They didn't really seem to remember it, so we didn't press it. They were too distracted and confused about why mama jumped and cried in the pool. "No really, why were you crying in the pool?" they asked, "And why didn't you put on your bathing suit first?" A full month later, they are still talking about this. "Hey! Remember that time mama jumped in the pool with her clothes on?!"

Thank the lord they're not asking, "Remember that time we ran screaming from our house because we thought it was going to burn down?"


"Blaise Get Out." Walking around our neighborhood for the first time.


For a while after that terrible day I didn't want to talk about it or even more remarkably, joke about it. I have no interest in ever seeing my children that scared again.
  
But after it's all said and done we're proud to live in a country that organized such a relatively peaceful and respectful revolution. Amazing things happened here.

Parliament was torched, but small shops beside it were untouched. I drove through crowds that day and as riled up and angry as everyone was, not a single person bothered me. They actually moved aside to let me through. Good people, these Burkinabé.  

One of the main groups that organized the demonstrations, Le Balai Citoyen (or Citizen's Broom) used a broom as their symbol. After the revolution they issued a statement saying that now that they had used their brooms to "clean up" the government, they needed to use their brooms to clean up the mess they made in the streets. So men, women and children came out to clean the city. Remarkable.


Clean up photo by Loralee.


From Burkina 24.


The transition has had some bumps, but folks are proud of themselves. The uprising wasn't a youth thing, or a Muslim thing, or a Christian thing. It was an everybody thing. For a country that had one president for 27 years, they had 3 in the course of 24 hours and are now on their 4th one.

I honestly cannot imagine another country pulling this off.

I am still thankful for my new best friend at the American embassy, Kristin who called me back later that night and again the next morning to make sure we were okay.

We got to be friends with our neighbor's extended family/protective mob as they stayed for the rest of the week in front of our houses. Lots of tea and laughs were shared over the experience.

I now have a Bonnie Raitt shock of gray hair that did not exist on the morning of October 30. I call it my souvenir de la révolution.

And lastly, my house was not burned down and my daughter did not drown. We're going to be alright.



25 October 2014

Why We're Here - In Photos

Here's a look at some of the things we're doing here with Mennonite Central Committee Burkina Faso...

A few weeks ago we went to visit one of the projects we work with that among other great things, sends kids to school and makes sure they have awesome backpacks to carry their stuff. 




Abdou



With no warning, Adam was called up to present certificates to all the participants. Of course this included pronouncing all their names on the spot. I almost died laughing (and so did the kids)...

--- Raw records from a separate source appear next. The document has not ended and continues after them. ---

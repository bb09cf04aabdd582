//! Terminal output formatting for the pixfx CLI.
//!
//! Provides Cargo-style status output with right-aligned coloured verbs.
//! All status output goes to stderr; stdout is reserved for machine-readable
//! output such as `pixfx palettes --json`.

use std::io::{self, IsTerminal, Write};

/// ANSI escape codes.
const RESET: &str = "\x1b[0m";
const BOLD: &str = "\x1b[1m";
const RED: &str = "\x1b[31m";
const GREEN: &str = "\x1b[32m";
const YELLOW: &str = "\x1b[33m";
const CYAN: &str = "\x1b[36m";

/// Width for right-aligned verb column.
const VERB_WIDTH: usize = 12;

/// Terminal-aware status printer.
///
/// Prints Cargo-style status lines to stderr with optional ANSI colours.
/// Colour is enabled when stderr is a terminal.
pub struct Printer {
    color: bool,
}

impl Printer {
    pub fn new() -> Self {
        Self {
            color: io::stderr().is_terminal(),
        }
    }

    /// Print a status line with a green bold verb.
    /// e.g. "  Processing photos/mona.png"
    pub fn status(&self, verb: &str, message: &str) {
        self.print_line(GREEN, verb, message);
    }

    /// Print a success/completion line with a green bold verb.
    pub fn success(&self, verb: &str, message: &str) {
        self.print_line(GREEN, verb, message);
    }

    /// Print an informational line with a cyan bold verb.
    pub fn info(&self, verb: &str, message: &str) {
        self.print_line(CYAN, verb, message);
    }

    /// Print a warning line with a yellow bold verb.
    pub fn warning(&self, verb: &str, message: &str) {
        self.print_line(YELLOW, verb, message);
    }

    /// Print an error line with a red bold verb.
    pub fn error(&self, verb: &str, message: &str) {
        self.print_line(RED, verb, message);
    }

    fn print_line(&self, color: &str, verb: &str, message: &str) {
        let mut stderr = io::stderr().lock();
        if self.color {
            let _ = writeln!(
                stderr,
                "{BOLD}{color}{verb:>VERB_WIDTH$}{RESET} {message}"
            );
        } else {
            let _ = writeln!(stderr, "{verb:>VERB_WIDTH$} {message}");
        }
    }
}

impl Default for Printer {
    fn default() -> Self {
        Self::new()
    }
}

/// Pluralize a count: `plural(1, "image", "images")` → "1 image".
pub fn plural(n: usize, singular: &str, pluralized: &str) -> String {
    if n == 1 {
        format!("{} {}", n, singular)
    } else {
        format!("{} {}", n, pluralized)
    }
}

/// Return a relative display path when possible, absolute otherwise.
pub fn display_path(path: &std::path::Path) -> String {
    if let Ok(cwd) = std::env::current_dir() {
        if let Ok(relative) = path.strip_prefix(&cwd) {
            let s = relative.display().to_string();
            if s.is_empty() {
                return ".".to_string();
            }
            return s;
        }
    }
    path.display().to_string()
}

...until it was my turn to call out their names and give them their backpacks. Clearly I messed up with this sweet girl.


Oumoune






They also get sacks of rice, which they have to help their mothers carry home. (Adjaratou and her mom.)



And help their mothers tie them to bicycles. (Proof adolescent boys, the world over, give their mothers attitude.)



Ani put her sunglasses on for a close-up, then this cherub stepped in.





We also work with farmers outside the city...

Souleymane



Me in a field, with head-to-toe sun protection. Pretty sure this was the moment Adam chose to tell me my SPF hat actually looks like a pith helmet. Risk melanoma for cultural sensitivity? Jury's still out.


This farmer, Gnini, is showing the difference between the sorghum planted from seeds MCC helped them get and their local seeds. (MCC seeds win.) He planted the fields with his 6 children over their school break. Since it was a thousand degrees outside, I asked him how his kids felt about helping. He said, "Well of course they grumble the whole time, but they have no choice if they want to go back to school."



Bigger and better beans than ever before.



These ladies really seemed to be having a fun gossip session in the fields. It almost made me wish I was part of it. Then Adam reminded me natural selection would have done me in generations ago. The gossip I can do, but hot, hard work in the sun? Carrying heavy loads on my head? These women are amazing. 









There's nothing quite like a community meeting under a tree.



Lamoussa


Next up, moringa! Remember ages ago when Jill posted about the magic of moringa? It's here in Burkina too. I think this might be the next super food to sweep the western world. This stuff is incredible.

Leontine tending the moringa wonder-plant.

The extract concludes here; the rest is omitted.